Probably the collection is too small to get a noticeable improvement. But if that collection is expected to be increased in the future, it will need an indexing strategy.

MongoDB (and many other databases) have support for multiple colums/fields indexing but the order is important. For example, if there are 3 columns A, B, C and a compound index is created as (A, B, C):

  • All queries using A or A+B or A+B+C columns will take advantage of the index
  • The rest of queries wont, for example B or C or B + C or A + C

To allow all possible combinations several indexes are needed (that is quite expensive).

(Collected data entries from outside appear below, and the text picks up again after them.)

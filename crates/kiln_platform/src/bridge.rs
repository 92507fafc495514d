//! Native-to-neutral event translation state shared by all backends.
//!
//! Backends call the `key_*` / `mouse_*` / window methods while pumping their
//! native queue, then [`EventBridge::run_frame`] once per frame to hand the
//! collected events to the program.

use kiln_core::math::{IVec2, UVec2};
use kiln_core::{Cursor, Event, EventQueue, FrameClock, Key, KeyState, MouseButton};

use crate::program::{Frame, LoopControl, Program};

/// What the backend has to do after a program update.
#[derive(Debug, Clone, Copy, PartialEq, Eq)]
pub struct FrameOutcome {
    pub control: LoopControl,
    /// Set when the program asked for a cursor other than the one showing.
    pub cursor: Option<Cursor>,
}

pub struct EventBridge {
    queue: EventQueue,
    keys: KeyState,
    clock: FrameClock,
    mouse_position: IVec2,
    size: UVec2,
    cursor: Cursor,
}

impl EventBridge {
    pub fn new(capacity: usize) -> Self {
        Self {
            queue: EventQueue::with_capacity(capacity),
            keys: KeyState::new(),
            clock: FrameClock::new(),
            mouse_position: IVec2::ZERO,
            size: UVec2::ZERO,
            cursor: Cursor::default(),
        }
    }

    /// Records a press. Auto-repeat presses queue another `KeyDown`.
    pub fn key_down(&mut self, key: Key) {
        self.keys.press(key);
        self.queue.push(Event::KeyDown(key));
    }

    pub fn key_up(&mut self, key: Key) {
        self.keys.release(key);
        self.queue.push(Event::KeyUp(key));
    }

    pub fn mouse_button(&mut self, button: MouseButton, pressed: bool, position: IVec2) {
        self.mouse_position = position;
        let event = if pressed {
            Event::MouseDown { button, position }
        } else {
            Event::MouseUp { button, position }
        };
        self.queue.push(event);
    }

    pub fn mouse_move(&mut self, position: IVec2) {
        let delta = position - self.mouse_position;
        self.mouse_position = position;
        self.queue.push(Event::MouseMove { position, delta });
    }

    pub fn mouse_position(&self) -> IVec2 {
        self.mouse_position
    }

    pub fn resize(&mut self, size: UVec2) {
        self.size = size;
        self.queue.push(Event::Resize(size));
    }

    pub fn size(&self) -> UVec2 {
        self.size
    }

    pub fn close(&mut self) {
        self.queue.push(Event::Close);
    }

    /// Releases every held key; no `KeyUp` events are queued.
    pub fn focus_lost(&mut self) {
        let released = self.keys.release_all();
        if released > 0 {
            log::debug!("Focus lost, released {released} held key(s)");
        }
        self.queue.push(Event::FocusLost);
    }

    pub fn keys(&self) -> &KeyState {
        &self.keys
    }

    pub fn events(&self) -> &[Event] {
        self.queue.as_slice()
    }

    pub fn clock(&self) -> &FrameClock {
        &self.clock
    }

    /// Ticks the clock to `now` seconds, runs the program's update over the
    /// queued events and clears the queue.
    pub fn run_frame<P: Program>(&mut self, program: &mut P, now: f64) -> FrameOutcome {
        self.clock.tick(now);

        let mut frame = Frame::new(self.queue.as_slice(), &self.keys, self.size);
        frame.dt = self.clock.real_dt;
        frame.fps = self.clock.smoothed_fps;
        frame.frame_number = self.clock.frame_count;
        let control = program.update(&mut frame);
        let requested = frame.requested_cursor();

        self.queue.clear();

        let cursor = match requested {
            Some(cursor) if cursor != self.cursor => {
                self.cursor = cursor;
                Some(cursor)
            }
            _ => None,
        };
        FrameOutcome { control, cursor }
    }
}
use std::collections::HashMap;

use crate::core::error::TinderError;
use crate::models::{Identity, NewUser, User};

/// Minimum age accepted at registration
pub const MIN_AGE: u16 = 18;

/// One profile per identity, remembered in registration order
#[derive(Debug, Default)]
pub struct UserRegistry {
    users: HashMap<Identity, User>,
    order: Vec<Identity>,
}

impl UserRegistry {
    pub fn new() -> Self {
        Self::default()
    }

    /// Register a profile for `identity`
    ///
    /// Fails with `AgeTooLow` below [`MIN_AGE`] and with `AlreadyRegistered`
    /// when the identity already owns a profile. Nothing is written on failure.
    pub fn register(&mut self, identity: Identity, profile: NewUser) -> Result<&User, TinderError> {
        if profile.age < MIN_AGE {
            return Err(TinderError::AgeTooLow(profile.age));
        }
        if self.users.contains_key(&identity) {
            return Err(TinderError::AlreadyRegistered(identity));
        }

        let user = User {
            identity: identity.clone(),
            age: profile.age,
            gender_preference: profile.gender_preference,
            name: profile.name,
            location: profile.location,
            photo_url: profile.photo_url,
            registered_at: chrono::Utc::now(),
        };

        self.order.push(identity.clone());
        Ok(self.users.entry(identity).or_insert(user))
    }

    pub fn get_user(&self, identity: &Identity) -> Result<&User, TinderError> {
        self.users
            .get(identity)
            .ok_or_else(|| TinderError::NotFound(identity.clone()))
    }

    #[inline]
    pub fn is_registered(&self, identity: &Identity) -> bool {
        self.users.contains_key(identity)
    }

    /// Users in registration order
    pub fn iter(&self) -> impl Iterator<Item = &User> + '_ {
        self.order.iter().filter_map(move |id| self.users.get(id))
    }

    pub fn len(&self) -> usize {
        self.order.len()
    }

    pub fn is_empty(&self) -> bool {
        self.order.is_empty()
    }
}

#[cfg(test)]
mod tests {
    use super::*;
    use crate::models::GenderPreference;

    fn profile(age: u16, name: &str) -> NewUser {
        NewUser {
            age,
            gender_preference: GenderPreference::Men,
            name: name.to_string(),
            location: "New York".to_string(),
            photo_url: "http://example.com/pic.jpg".to_string(),
        }
    }

    #[test]
    fn test_register_and_get() {
        let mut registry = UserRegistry::new();
        let alice = Identity::from("alice");

        registry.register(alice.clone(), profile(25, "Alice")).unwrap();

        let user = registry.get_user(&alice).unwrap();
        assert_eq!(user.name, "Alice");
        assert_eq!(user.age, 25);
        assert!(registry.is_registered(&alice));
    }

    #[test]
    fn test_age_boundary() {
        let mut registry = UserRegistry::new();

        assert_eq!(
            registry.register(Identity::from("minor"), profile(17, "Julia")).unwrap_err(),
            TinderError::AgeTooLow(17)
        );
        assert!(registry.register(Identity::from("adult"), profile(18, "Ann")).is_ok());
        assert!(!registry.is_registered(&Identity::from("minor")));
        assert_eq!(registry.len(), 1);
    }

    #[test]
    fn test_duplicate_registration_keeps_first_profile() {
        let mut registry = UserRegistry::new();
        let alice = Identity::from("alice");

        registry.register(alice.clone(), profile(25, "Alice")).unwrap();
        let err = registry.register(alice.clone(), profile(30, "Mallory")).unwrap_err();

        assert_eq!(err, TinderError::AlreadyRegistered(alice.clone()));
        assert_eq!(registry.get_user(&alice).unwrap().name, "Alice");
        assert_eq!(registry.len(), 1);
    }

    #[test]
    fn test_unknown_user_not_found() {
        let registry = UserRegistry::new();
        let ghost = Identity::from("ghost");
        assert_eq!(registry.get_user(&ghost).unwrap_err(), TinderError::NotFound(ghost));
    }

    #[test]
    fn test_iter_in_registration_order() {
        let mut registry = UserRegistry::new();
        for name in ["c", "a", "b"] {
            registry.register(Identity::from(name), profile(30, name)).unwrap();
        }

        let names: Vec<&str> = registry.iter().map(|u| u.name.as_str()).collect();
        assert_eq!(names, vec!["c", "a", "b"]);
    }
}
use actix_web::{web, HttpResponse, Responder};
use validator::Validate;

use crate::models::{ConversationQuery, ConversationResponse, Identity, MessageRequest, MessageResponse};
use crate::routes::{error_response, validation_failed, AppState};

pub fn configure(cfg: &mut web::ServiceConfig) {
    cfg
        .route("/messages", web::post().to(send_message))
        .route("/messages", web::get().to(get_conversation));
}

/// Send a message to a mutual match
///
/// POST /api/v1/messages
///
/// Request body:
/// ```json
/// {
///   "userId": "string",
///   "recipientId": "string",
///   "body": "hello"
/// }
/// ```
async fn send_message(state: web::Data<AppState>, req: web::Json<MessageRequest>) -> impl Responder {
    if let Err(errors) = req.validate() {
        return validation_failed(errors);
    }

    let req = req.into_inner();
    let sender = Identity::from(req.user_id);
    let recipient = Identity::from(req.recipient_id);

    match state.service.message(&sender, &recipient, req.body).await {
        Ok(message) => HttpResponse::Ok().json(MessageResponse { success: true, message }),
        Err(e) => error_response(&e),
    }
}

/// GET /api/v1/messages?userId={id}&peerId={id}
async fn get_conversation(
    state: web::Data<AppState>,
    query: web::Query<ConversationQuery>,
) -> impl Responder {
    let query = query.into_inner();
    let user = Identity::from(query.user_id);
    let peer = Identity::from(query.peer_id);

    let messages = state.service.conversation(&user, &peer).await;

    HttpResponse::Ok().json(ConversationResponse {
        count: messages.len(),
        messages,
    })
}
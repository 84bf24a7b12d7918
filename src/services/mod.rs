// Service exports
pub mod cache;
pub mod tinder;

pub use cache::{CacheKey, CacheStats, MatchCache};
pub use tinder::{ServiceStats, TinderService};
use crate::core::ledger::SwipeLedger;
use crate::core::registry::UserRegistry;
use crate::models::{Identity, User};

/// Check whether `candidate` may be shown to `requester`
///
/// The requester never sees themself or anyone they already swiped on.
#[inline]
pub fn is_matchable(ledger: &SwipeLedger, requester: &Identity, candidate: &User) -> bool {
    if &candidate.identity == requester {
        return false;
    }

    !ledger.has_swiped(requester, &candidate.identity)
}

/// Page of users `requester` can still swipe on
///
/// Lazily walks the registry in registration order. `offset` counts
/// candidates that survived filtering, so consecutive pages never overlap
/// as long as the requester does not swipe in between.
pub fn matchable_users<'a>(
    registry: &'a UserRegistry,
    ledger: &'a SwipeLedger,
    requester: &'a Identity,
    offset: usize,
    limit: usize,
) -> impl Iterator<Item = &'a User> + 'a {
    registry
        .iter()
        .filter(move |user| is_matchable(ledger, requester, user))
        .skip(offset)
        .take(limit)
}
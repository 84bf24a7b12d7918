// Model exports
pub mod domain;
pub mod requests;
pub mod responses;

pub use domain::{GenderPreference, Identity, Message, NewUser, SwipeDecision, SwipeRecord, SwipeStatus, User};
pub use requests::{Coded, ConversationQuery, FeedQuery, MatchQuery, MessageRequest, RegisterRequest, SwipeRequest, SwipeStatusQuery};
pub use responses::{
    ConversationResponse, ErrorResponse, FeedResponse, HealthResponse, MatchResponse, MatchesResponse,
    MessageResponse, OwnerResponse, RegisterResponse, SwipeResponse, SwipeStatusResponse,
};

But SURPRISE! MongoDB support indexing multiple values per document (using arrays), it is possible taking advantage of that and apply the pattern called "Attribute pattern": https://www.mongodb.com/blog/post/building-with-patterns-the-attribute-pattern

In the case of searching by several fields, each document could have an extra attribute (for instance "search"), here is an example:

{
    "name": "apple",
    "kind": "fruit",
    "color": "green",
    "size": 33,
    "search": [
        {"k": "name",  "v": "apple"},
        {"k": "kind",  "v": "fruit"},
        {"k": "color", "v": "green"},
        {"k": "size",  "v": 33}
    ]
}

And an a compound index (search.k, search.v). To take advantage of that index, the user query should be adapted/rewritten from this:

{"name":"apple", "color": "green"}

to this:

{
    "$and":[
        {"search":{"$elemMatch": {"k": "name", "v": "apple"}}},
        {"search":{"$elemMatch": {"k": "color", "v": "green"}}}
    ]
}

More about $elemMatch https://docs.mongodb.com/manual/reference/operator/query/elemMatch/

This pattern will produce instant query results in collections with hundreds of millions of documents.